Room-Temperature Lasing Action in GaN Quantum Wells in the Infrared 1.5 μm Region

Large-scale optoelectronics integration is strongly limited by the lack of efficient light sources, which could be integrated with the silicon complementary metal-oxide-semiconductor (CMOS) technology. Persistent efforts continue to achieve efficient light emission from silicon in extending the silicon technology into fully integrated optoelectronic circuits. Here, we report the realization of room-temperature stimulated emission in the technologically crucial 1.5 μm wavelength range from Er-doped GaN multiple-quantum wells on silicon and sapphire. Employing the well-acknowledged variable stripe technique, we have demonstrated an optical gain up to 170 cm^–1 in the multiple-quantum well structures.

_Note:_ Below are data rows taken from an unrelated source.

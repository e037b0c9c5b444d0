//! Bookstore inventory.
//!
//! A book is identified by its (title, author) pair, compared ignoring case.
//! Every successful mutation is saved immediately.

use crate::commands::persist::{autosave, load_collection, save_collection};
use crate::commands::{contains_term, resolve, search, search_term, CmdMessage, CmdResult, Selector};
use crate::error::{RecordzError, Result};
use crate::model::Book;
use crate::store::DataStore;
use crate::validation::sum_money;
use tracing::debug;
use uuid::Uuid;

const NOUN: &str = "books";

/// Requested changes to a book. Blank text and `None` mean "keep".
#[derive(Debug, Clone, Default)]
pub struct BookUpdate {
    pub title: Option<String>,
    pub author: Option<String>,
    pub price: Option<f64>,
    pub stock: Option<i64>,
}

pub struct InventoryManager<S: DataStore<Book>> {
    store: S,
    books: Vec<Book>,
}

impl<S: DataStore<Book>> InventoryManager<S> {
    pub fn new(store: S) -> Self {
        Self {
            store,
            books: Vec::new(),
        }
    }

    pub fn open(store: S) -> (Self, CmdResult<Book>) {
        let mut manager = Self::new(store);
        let result = manager.load();
        (manager, result)
    }

    pub fn all(&self) -> &[Book] {
        &self.books
    }

    pub fn store(&self) -> &S {
        &self.store
    }

    pub fn list(&self) -> CmdResult<Book> {
        CmdResult::default().with_listed(search(&self.books, |_| true))
    }

    pub fn add(&mut self, title: &str, author: &str, price: f64, stock: i64) -> Result<CmdResult<Book>> {
        let book = Book::new(title, author, price, stock)?;
        if self.key_taken(book.title(), book.author(), None) {
            return Err(duplicate(book.title(), book.author()));
        }

        debug!(title = book.title(), author = book.author(), "adding book");
        self.books.push(book.clone());
        let mut result = CmdResult::default().with_message(CmdMessage::success(format!(
            "Book '{}' added successfully.",
            book.title()
        )));
        autosave(&mut self.store, &self.books, NOUN, &mut result);
        Ok(result.with_affected(vec![book]))
    }

    /// Case-insensitive substring search on title or author.
    pub fn find(&self, term: &str) -> CmdResult<Book> {
        let term = search_term(term);
        CmdResult::default().with_listed(search(&self.books, |b| matches_book(b, &term)))
    }

    pub fn get(&self, selector: &Selector) -> Result<&Book> {
        Ok(&self.books[self.position(selector)?])
    }

    /// Applies every supplied field or none of them.
    pub fn update(&mut self, selector: &Selector, update: &BookUpdate) -> Result<CmdResult<Book>> {
        let pos = self.position(selector)?;
        let original = self.books[pos].clone();
        let mut updated = original.clone();

        if let Some(title) = non_blank(&update.title) {
            updated.set_title(title)?;
        }
        if let Some(author) = non_blank(&update.author) {
            updated.set_author(author)?;
        }
        if let Some(price) = update.price {
            updated.set_price(price)?;
        }
        if let Some(stock) = update.stock {
            updated.set_stock(stock)?;
        }

        if self.key_taken(updated.title(), updated.author(), Some(updated.id())) {
            return Err(duplicate(updated.title(), updated.author()));
        }

        let changed = updated.title() != original.title()
            || updated.author() != original.author()
            || updated.price() != original.price()
            || updated.stock() != original.stock();
        if !changed {
            return Ok(CmdResult::default().with_message(CmdMessage::info(format!(
                "No changes applied to '{}'.",
                original.title()
            ))));
        }

        self.books[pos] = updated.clone();
        let mut result = CmdResult::default().with_message(CmdMessage::success(format!(
            "Book '{}' updated successfully.",
            updated.title()
        )));
        autosave(&mut self.store, &self.books, NOUN, &mut result);
        Ok(result.with_affected(vec![updated]))
    }

    pub fn delete(&mut self, selector: &Selector) -> Result<CmdResult<Book>> {
        let pos = self.position(selector)?;
        let id = self.books[pos].id();
        self.delete_by_id(id)
    }

    pub fn delete_by_id(&mut self, id: Uuid) -> Result<CmdResult<Book>> {
        let pos = self
            .books
            .iter()
            .position(|b| b.id() == id)
            .ok_or_else(|| RecordzError::NotFound(id.to_string()))?;
        let removed = self.books.remove(pos);

        let mut result = CmdResult::default().with_message(CmdMessage::success(format!(
            "Book '{}' by {} deleted successfully.",
            removed.title(),
            removed.author()
        )));
        autosave(&mut self.store, &self.books, NOUN, &mut result);
        Ok(result.with_affected(vec![removed]))
    }

    /// Adds `delta` (which may be negative) to a book's stock.
    pub fn adjust_stock(&mut self, selector: &Selector, delta: i64) -> Result<CmdResult<Book>> {
        let pos = self.position(selector)?;
        let stock = self.books[pos].adjust_stock(delta)?;
        let book = self.books[pos].clone();

        let mut result = CmdResult::default().with_message(CmdMessage::success(format!(
            "Stock for '{}' adjusted. New stock: {}",
            book.title(),
            stock
        )));
        autosave(&mut self.store, &self.books, NOUN, &mut result);
        Ok(result.with_affected(vec![book]))
    }

    /// Sum of price times stock across the inventory.
    pub fn total_value(&self) -> Result<f64> {
        let total = sum_money(
            "Total inventory value",
            self.books.iter().map(|b| b.price() * f64::from(b.stock())),
        )?;
        Ok(total)
    }

    pub fn save(&mut self) -> Result<CmdResult<Book>> {
        let message = save_collection(&mut self.store, &self.books, NOUN)?;
        Ok(CmdResult::default().with_message(message))
    }

    pub fn load(&mut self) -> CmdResult<Book> {
        let (books, message) = load_collection(&self.store, NOUN);
        self.books = books;
        CmdResult::default().with_message(message)
    }

    fn key_taken(&self, title: &str, author: &str, except: Option<Uuid>) -> bool {
        self.books
            .iter()
            .filter(|b| Some(b.id()) != except)
            .any(|b| b.same_key(title, author))
    }

    fn position(&self, selector: &Selector) -> Result<usize> {
        resolve(&self.books, selector, matches_book, |b| {
            format!("{} by {}", b.title(), b.author())
        })
    }
}

fn matches_book(book: &Book, term: &str) -> bool {
    contains_term(book.title(), term) || contains_term(book.author(), term)
}

fn non_blank(value: &Option<String>) -> Option<&str> {
    value.as_deref().filter(|v| !v.trim().is_empty())
}

fn duplicate(title: &str, author: &str) -> RecordzError {
    RecordzError::Duplicate(format!("Book '{}' by {}", title, author))
}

The observation of the stimulated emission is accompanied by the characteristic threshold behavior of emission intensity as a function of pump fluence, spectral line width narrowing, and excitation length. The demonstration of room-temperature lasing at the minimum loss window of optical fibers and in the eye-safe wavelength region of 1.5 μm are highly sought after for use in many applications including defense, industrial processing, communication, medicine, spectroscopy, and imaging. As the synthesis of Er-doped GaN epitaxial layers on silicon and sapphire has been successfully demonstrated, the results laid the foundation for achieving hybrid GaN-Si lasers, providing a new pathway toward full photonic integration for silicon optoelectronics.